Mother Jones tries to turn attention from the left’s abysmal record on lynchings — high tech or with a rope — by re-visiting my criticism of ex-Agriculture official Shirley Sherrod. My point back then, of course, was that Ms. Sherrod cited a Supreme Court case in which she claimed the Court said her relative was lynched. I read the case. The words “lynch” or “lynching” appeared exactly nowhere in the case. Ms. Sherrod, surprise, finally emerged as just another standard left-winger who, sadly, employs race and state to push a progressive agenda. That was my criticism and it stands.

But the Sherrod incident highlights exactly why leftist publications are so wildly excitable on the subject of lynching, as Media Matters is here as it foams about (the list is long) Rush Limbaugh, Sean Hannity, Ann Coulter, Matt Drudge, Monica Crowley, Peter Johnson Jr., Greg Gutfeld, Brent Bozell, Jim Hoft of Gateway Pundit and yours truly. All of us having in our individual fashion called them out on their wretched history. (Note to Media Matters: You missed Mark Levin. Get on the stick over there.)

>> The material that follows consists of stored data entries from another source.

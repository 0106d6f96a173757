use std::collections::HashMap;
use std::sync::{Mutex, MutexGuard};

use async_trait::async_trait;
use base64::prelude::*;
use p256::ecdsa::{signature::Signer, Signature, SigningKey};
use rand::RngCore;
use serde_json::json;
use sha2::{Digest, Sha256};

use super::{Assertion, PlatformAuthenticator, PlatformCredential, PlatformError};
use crate::ceremony::options::{
    AuthenticatorAttachment, CoseAlgorithm, CredentialCreationOptions, CredentialRequestOptions,
};

const FLAG_UP: u8 = 0x01;
const FLAG_UV: u8 = 0x04;

struct ResidentKey {
    rp_id: String,
    user_handle: Vec<u8>,
    signing_key: SigningKey,
    sign_count: u32,
}

/// In-memory platform authenticator backed by P-256 keys.
///
/// Stands in for Touch ID / Windows Hello when the server runs without a
/// browser. Every credential is discoverable and user verification is
/// assumed to have happened. Only ES256 is implemented.
pub struct SoftwareAuthenticator {
    enabled: bool,
    keys: Mutex<HashMap<String, ResidentKey>>,
}

impl Default for SoftwareAuthenticator {
    fn default() -> Self {
        Self::new()
    }
}

impl SoftwareAuthenticator {
    pub fn new() -> Self {
        Self {
            enabled: true,
            keys: Mutex::new(HashMap::new()),
        }
    }

    /// An authenticator that reports no WebAuthn capability.
    pub fn disabled() -> Self {
        Self {
            enabled: false,
            ..Self::new()
        }
    }

    /// Number of resident credentials held.
    pub fn credential_count(&self) -> usize {
        self.keys().map(|keys| keys.len()).unwrap_or(0)
    }

    fn keys(&self) -> Result<MutexGuard<'_, HashMap<String, ResidentKey>>, PlatformError> {
        self.keys
            .lock()
            .map_err(|_| PlatformError::Other("authenticator key store poisoned".into()))
    }

    fn make_credential(
        &self,
        options: &CredentialCreationOptions,
    ) -> Result<PlatformCredential, PlatformError> {
        if options.authenticator_selection.authenticator_attachment
            == AuthenticatorAttachment::CrossPlatform
        {
            return Err(PlatformError::NotSupported(
                "this authenticator is built into the platform".into(),
            ));
        }

        // First requested algorithm we implement wins.
        let algorithm = options
            .pub_key_cred_params
            .iter()
            .map(|param| param.alg)
            .find(|alg| *alg == CoseAlgorithm::Es256)
            .ok_or_else(|| {
                PlatformError::NotSupported("none of the requested algorithms is available".into())
            })?;

        let signing_key = SigningKey::random(&mut rand::rngs::OsRng);
        let public_key = signing_key.verifying_key().to_encoded_point(false);

        let mut raw_id = [0u8; 32];
        rand::thread_rng().fill_bytes(&mut raw_id);
        let id = BASE64_STANDARD.encode(raw_id);

        self.keys()?.insert(
            id.clone(),
            ResidentKey {
                rp_id: options.rp.id.clone(),
                user_handle: options.user.id.clone(),
                signing_key,
                sign_count: 0,
            },
        );
        tracing::debug!(
            rp_id = %options.rp.id,
            user = %options.user.name,
            "Software credential created"
        );

        Ok(PlatformCredential {
            id,
            public_key: BASE64_STANDARD.encode(public_key.as_bytes()),
            algorithm,
        })
    }

    fn sign_assertion(
        &self,
        options: &CredentialRequestOptions,
    ) -> Result<Option<Assertion>, PlatformError> {
        let mut keys = self.keys()?;

        let found = if options.allow_credentials.is_empty() {
            // Discoverable flow: any credential scoped to the RP
            keys.iter()
                .find(|(_, key)| key.rp_id == options.rp_id)
                .map(|(id, _)| id.clone())
        } else {
            options
                .allow_credentials
                .iter()
                .find(|descriptor| {
                    keys.get(&descriptor.id)
                        .is_some_and(|key| key.rp_id == options.rp_id)
                })
                .map(|descriptor| descriptor.id.clone())
        };
        let credential_id = found.ok_or(PlatformError::NotAllowed)?;

        let key = keys.get_mut(&credential_id).ok_or(PlatformError::NotAllowed)?;
        key.sign_count = key.sign_count.wrapping_add(1);

        let client_data_json = serde_json::to_vec(&json!({
            "type": "webauthn.get",
            "challenge": options.challenge.to_base64url(),
            "origin": options.origin,
            "crossOrigin": false,
        }))
        .map_err(|e| PlatformError::Other(e.to_string()))?;

        let mut authenticator_data = Sha256::digest(options.rp_id.as_bytes()).to_vec();
        authenticator_data.push(FLAG_UP | FLAG_UV);
        authenticator_data.extend_from_slice(&key.sign_count.to_be_bytes());

        let mut signed = authenticator_data.clone();
        signed.extend_from_slice(&Sha256::digest(&client_data_json));
        let signature: Signature = key.signing_key.sign(&signed);

        Ok(Some(Assertion {
            credential_id,
            authenticator_data,
            client_data_json,
            signature: signature.to_der().as_bytes().to_vec(),
            user_handle: Some(key.user_handle.clone()),
        }))
    }
}

#[async_trait]
impl PlatformAuthenticator for SoftwareAuthenticator {
    async fn is_supported(&self) -> bool {
        self.enabled
    }

    async fn create_credential(
        &self,
        options: &CredentialCreationOptions,
    ) -> Result<PlatformCredential, PlatformError> {
        if !self.enabled {
            return Err(PlatformError::NotSupported("WebAuthn is disabled".into()));
        }
        self.make_credential(options)
    }

    async fn get_assertion(
        &self,
        options: &CredentialRequestOptions,
    ) -> Result<Option<Assertion>, PlatformError> {
        if !self.enabled {
            return Err(PlatformError::NotSupported("WebAuthn is disabled".into()));
        }
        self.sign_assertion(options)
    }
}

The American left has a brutal and vivid centuries-long history on race, as we have previously detailed at length here and here. This is a political faith that has historically exhibited a mind-bending addiction to judging their fellow Americans by skin color. The point the left didn’t want to go anywhere near in the Sherrod case is that Sherrod’s relative was beaten to death — brutally — by the local sheriff, and in 1940s Georgia sheriffs were part of the Democratic political machinery. And the Supreme Court case was judged by a lifetime Klan member — Justice Hugo Black. So whether it was the sheriff on the bottom rung of justice or the Supreme Court at the top rung, the long hand of the progressive/racism tie was operating. That tie literally beat a black man to death — and then sat favorably in judgment of his killers. Progressives are well on record as having supported slavery, segregation, lynching, the Ku Klux Klan (which actually ran the 1924 Democratic Convention known to history as the “Klan Bake”) and every race-based approach to life right on down to today’s belief in racial quotas and refusing to prosecute the Black Panther voting rights case in Philadelphia for racial reasons. (See J. Christian Adams book Injustice: Exposing the Racial Agenda of the Obama Justice Department.)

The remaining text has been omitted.